RECORD SET:
*** Block opens ***

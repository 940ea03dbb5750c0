use std::io::{Cursor, Read};

use byteorder::{BigEndian, ByteOrder, LittleEndian, ReadBytesExt};

use crate::coord::{Coord, CoordBuffer};
use crate::datatypes::{Dimension, GeometryType};
use crate::engine::NativeGeometry;
use crate::error::{GeoHandleError, Result};
use crate::io::wkb::common::{Endianness, WKBType};

/// Upper bound on capacity reserved from an untrusted count.
const MAX_PREALLOC: usize = 1024;

/// Parse WKB or EWKB, returning the geometry and its embedded SRID, if any.
pub fn read_wkb(buf: &[u8]) -> Result<(NativeGeometry, Option<i32>)> {
    let mut reader = Cursor::new(buf);
    let (geom, srid) = read_geometry(&mut reader).map_err(|err| match err {
        GeoHandleError::IOError(err) => GeoHandleError::Parse(format!("truncated WKB: {err}")),
        err => err,
    })?;
    if reader.position() as usize != buf.len() {
        return Err(GeoHandleError::Parse(format!(
            "{} trailing bytes after WKB geometry",
            buf.len() - reader.position() as usize
        )));
    }
    Ok((geom, srid))
}

fn read_geometry<R: Read>(reader: &mut R) -> Result<(NativeGeometry, Option<i32>)> {
    match Endianness::try_from(reader.read_u8()?)? {
        Endianness::BigEndian => read_body::<BigEndian, R>(reader),
        Endianness::LittleEndian => read_body::<LittleEndian, R>(reader),
    }
}

fn read_body<B: ByteOrder, R: Read>(reader: &mut R) -> Result<(NativeGeometry, Option<i32>)> {
    let (wkb_type, has_srid) = WKBType::from_code(reader.read_u32::<B>()?)?;
    let srid = if has_srid {
        Some(reader.read_i32::<B>()?)
    } else {
        None
    };
    let dim = wkb_type.dim();

    let geom = match wkb_type.geometry_type() {
        GeometryType::Point => {
            let coords = read_coords::<B, R>(reader, 1, dim)?;
            match coords.first() {
                Some(c) if c.x.is_nan() && c.y.is_nan() => {
                    NativeGeometry::empty(GeometryType::Point, dim)
                }
                _ => NativeGeometry::Point(coords),
            }
        }
        GeometryType::LineString | GeometryType::LinearRing => {
            let n = reader.read_u32::<B>()? as usize;
            NativeGeometry::LineString(read_coords::<B, R>(reader, n, dim)?)
        }
        GeometryType::Polygon => {
            let num_rings = reader.read_u32::<B>()? as usize;
            let mut rings = Vec::with_capacity(num_rings.min(MAX_PREALLOC));
            for _ in 0..num_rings {
                let n = reader.read_u32::<B>()? as usize;
                rings.push(read_coords::<B, R>(reader, n, dim)?);
            }
            NativeGeometry::Polygon(rings)
        }
        collection => {
            let num_parts = reader.read_u32::<B>()? as usize;
            let mut parts = Vec::with_capacity(num_parts.min(MAX_PREALLOC));
            for _ in 0..num_parts {
                let (part, _) = read_geometry(reader)?;
                if !collection.accepts_member(part.geometry_type()) {
                    return Err(GeoHandleError::Parse(format!(
                        "{} cannot contain {}",
                        collection,
                        part.geometry_type()
                    )));
                }
                parts.push(part);
            }
            match collection {
                GeometryType::MultiPoint => NativeGeometry::MultiPoint(parts),
                GeometryType::MultiLineString => NativeGeometry::MultiLineString(parts),
                GeometryType::MultiPolygon => NativeGeometry::MultiPolygon(parts),
                _ => NativeGeometry::GeometryCollection(parts),
            }
        }
    };
    Ok((geom, srid))
}

fn read_coords<B: ByteOrder, R: Read>(
    reader: &mut R,
    n: usize,
    dim: Dimension,
) -> Result<CoordBuffer> {
    let mut coords = CoordBuffer::with_capacity(dim, n.min(MAX_PREALLOC));
    for _ in 0..n {
        let x = reader.read_f64::<B>()?;
        let y = reader.read_f64::<B>()?;
        let coord = match dim {
            Dimension::XY => Coord::xy(x, y),
            Dimension::XYZ => Coord::xyz(x, y, reader.read_f64::<B>()?),
        };
        coords.push_coord(coord)?;
    }
    Ok(coords)
}

#[cfg(test)]
mod test {
    use super::*;
    use crate::io::wkb::writer::{write_wkb, WkbFlavor};
    use crate::io::wkt::read_wkt;
    use crate::test::{multipolygon, polygon};

    fn encode(geom: &NativeGeometry, byte_order: Endianness, srid: Option<i32>) -> Vec<u8> {
        let mut buf = vec![];
        write_wkb(&mut buf, geom, byte_order, WkbFlavor::Extended, srid).unwrap();
        buf
    }

    #[test]
    fn both_byte_orders() {
        let (geom, _) = read_wkt(multipolygon::TWO_SQUARES).unwrap();
        for byte_order in [Endianness::BigEndian, Endianness::LittleEndian] {
            let (decoded, srid) = read_wkb(&encode(&geom, byte_order, Some(32140))).unwrap();
            assert_eq!(decoded, geom);
            assert_eq!(srid, Some(32140));
        }
    }

    #[test]
    fn three_dimensional() {
        let geom = NativeGeometry::LineString(
            CoordBuffer::try_from_coords([Coord::xyz(0., 1., 2.), Coord::xyz(3., 4., 5.)])
                .unwrap(),
        );
        let buf = encode(&geom, Endianness::LittleEndian, None);
        assert_eq!(&buf[1..5], &0x8000_0002u32.to_le_bytes());
        let (decoded, srid) = read_wkb(&buf).unwrap();
        assert_eq!(decoded, geom);
        assert_eq!(srid, None);
    }

    #[test]
    fn empty_point() {
        let geom = NativeGeometry::empty(GeometryType::Point, Dimension::XY);
        let (decoded, _) = read_wkb(&encode(&geom, Endianness::LittleEndian, None)).unwrap();
        assert!(decoded.is_empty());
    }

    #[test]
    fn truncated_and_garbage() {
        let (geom, _) = read_wkt(polygon::WITH_HOLE).unwrap();
        let buf = encode(&geom, Endianness::LittleEndian, None);
        for bad in [&buf[..buf.len() - 3], &buf[..3], &[7u8, 1, 0, 0, 0][..], &[][..]] {
            assert!(matches!(read_wkb(bad), Err(GeoHandleError::Parse(_))));
        }
        let mut long = buf.clone();
        long.push(0);
        assert!(read_wkb(&long).is_err());
    }
}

*** Block closes ***

WHAT YOU SHOULD DO:
Give back each line above exactly as written.

EXPECTED ANSWER:
repository 940ea03dbb5750c0
use std::io::{Cursor, Read};

use byteorder::{BigEndian, ByteOrder, LittleEndian, ReadBytesExt};

use crate::coord::{Coord, CoordBuffer};
use crate::datatypes::{Dimension, GeometryType};
use crate::engine::NativeGeometry;
use crate::error::{GeoHandleError, Result};
use crate::io::wkb::common::{Endianness, WKBType};

/// Upper bound on capacity reserved from an untrusted count.
const MAX_PREALLOC: usize = 1024;

/// Parse WKB or EWKB, returning the geometry and its embedded SRID, if any.
pub fn read_wkb(buf: &[u8]) -> Result<(NativeGeometry, Option<i32>)> {
    let mut reader = Cursor::new(buf);
    let (geom, srid) = read_geometry(&mut reader).map_err(|err| match err {
        GeoHandleError::IOError(err) => GeoHandleError::Parse(format!("truncated WKB: {err}")),
        err => err,
    })?;
    if reader.position() as usize != buf.len() {
        return Err(GeoHandleError::Parse(format!(
            "{} trailing bytes after WKB geometry",
            buf.len() - reader.position() as usize
        )));
    }
    Ok((geom, srid))
}

fn read_geometry<R: Read>(reader: &mut R) -> Result<(NativeGeometry, Option<i32>)> {
    match Endianness::try_from(reader.read_u8()?)? {
        Endianness::BigEndian => read_body::<BigEndian, R>(reader),
        Endianness::LittleEndian => read_body::<LittleEndian, R>(reader),
    }
}

fn read_body<B: ByteOrder, R: Read>(reader: &mut R) -> Result<(NativeGeometry, Option<i32>)> {
    let (wkb_type, has_srid) = WKBType::from_code(reader.read_u32::<B>()?)?;
    let srid = if has_srid {
        Some(reader.read_i32::<B>()?)
    } else {
        None
    };
    let dim = wkb_type.dim();

    let geom = match wkb_type.geometry_type() {
        GeometryType::Point => {
            let coords = read_coords::<B, R>(reader, 1, dim)?;
            match coords.first() {
                Some(c) if c.x.is_nan() && c.y.is_nan() => {
                    NativeGeometry::empty(GeometryType::Point, dim)
                }
                _ => NativeGeometry::Point(coords),
            }
        }
        GeometryType::LineString | GeometryType::LinearRing => {
            let n = reader.read_u32::<B>()? as usize;
            NativeGeometry::LineString(read_coords::<B, R>(reader, n, dim)?)
        }
        GeometryType::Polygon => {
            let num_rings = reader.read_u32::<B>()? as usize;
            let mut rings = Vec::with_capacity(num_rings.min(MAX_PREALLOC));
            for _ in 0..num_rings {
                let n = reader.read_u32::<B>()? as usize;
                rings.push(read_coords::<B, R>(reader, n, dim)?);
            }
            NativeGeometry::Polygon(rings)
        }
        collection => {
            let num_parts = reader.read_u32::<B>()? as usize;
            let mut parts = Vec::with_capacity(num_parts.min(MAX_PREALLOC));
            for _ in 0..num_parts {
                let (part, _) = read_geometry(reader)?;
                if !collection.accepts_member(part.geometry_type()) {
                    return Err(GeoHandleError::Parse(format!(
                        "{} cannot contain {}",
                        collection,
                        part.geometry_type()
                    )));
                }
                parts.push(part);
            }
            match collection {
                GeometryType::MultiPoint => NativeGeometry::MultiPoint(parts),
                GeometryType::MultiLineString => NativeGeometry::MultiLineString(parts),
                GeometryType::MultiPolygon => NativeGeometry::MultiPolygon(parts),
                _ => NativeGeometry::GeometryCollection(parts),
            }
        }
    };
    Ok((geom, srid))
}

fn read_coords<B: ByteOrder, R: Read>(
    reader: &mut R,
    n: usize,
    dim: Dimension,
) -> Result<CoordBuffer> {
    let mut coords = CoordBuffer::with_capacity(dim, n.min(MAX_PREALLOC));
    for _ in 0..n {
        let x = reader.read_f64::<B>()?;
        let y = reader.read_f64::<B>()?;
        let coord = match dim {
            Dimension::XY => Coord::xy(x, y),
            Dimension::XYZ => Coord::xyz(x, y, reader.read_f64::<B>()?),
        };
        coords.push_coord(coord)?;
    }
    Ok(coords)
}

#[cfg(test)]
mod test {
    use super::*;
    use crate::io::wkb::writer::{write_wkb, WkbFlavor};
    use crate::io::wkt::read_wkt;
    use crate::test::{multipolygon, polygon};

    fn encode(geom: &NativeGeometry, byte_order: Endianness, srid: Option<i32>) -> Vec<u8> {
        let mut buf = vec![];
        write_wkb(&mut buf, geom, byte_order, WkbFlavor::Extended, srid).unwrap();
        buf
    }

    #[test]
    fn both_byte_orders() {
        let (geom, _) = read_wkt(multipolygon::TWO_SQUARES).unwrap();
        for byte_order in [Endianness::BigEndian, Endianness::LittleEndian] {
            let (decoded, srid) = read_wkb(&encode(&geom, byte_order, Some(32140))).unwrap();
            assert_eq!(decoded, geom);
            assert_eq!(srid, Some(32140));
        }
    }

    #[test]
    fn three_dimensional() {
        let geom = NativeGeometry::LineString(
            CoordBuffer::try_from_coords([Coord::xyz(0., 1., 2.), Coord::xyz(3., 4., 5.)])
                .unwrap(),
        );
        let buf = encode(&geom, Endianness::LittleEndian, None);
        assert_eq!(&buf[1..5], &0x8000_0002u32.to_le_bytes());
        let (decoded, srid) = read_wkb(&buf).unwrap();
        assert_eq!(decoded, geom);
        assert_eq!(srid, None);
    }

    #[test]
    fn empty_point() {
        let geom = NativeGeometry::empty(GeometryType::Point, Dimension::XY);
        let (decoded, _) = read_wkb(&encode(&geom, Endianness::LittleEndian, None)).unwrap();
        assert!(decoded.is_empty());
    }

    #[test]
    fn truncated_and_garbage() {
        let (geom, _) = read_wkt(polygon::WITH_HOLE).unwrap();
        let buf = encode(&geom, Endianness::LittleEndian, None);
        for bad in [&buf[..buf.len() - 3], &buf[..3], &[7u8, 1, 0, 0, 0][..], &[][..]] {
            assert!(matches!(read_wkb(bad), Err(GeoHandleError::Parse(_))));
        }
        let mut long = buf.clone();
        long.push(0);
        assert!(read_wkb(&long).is_err());
    }
}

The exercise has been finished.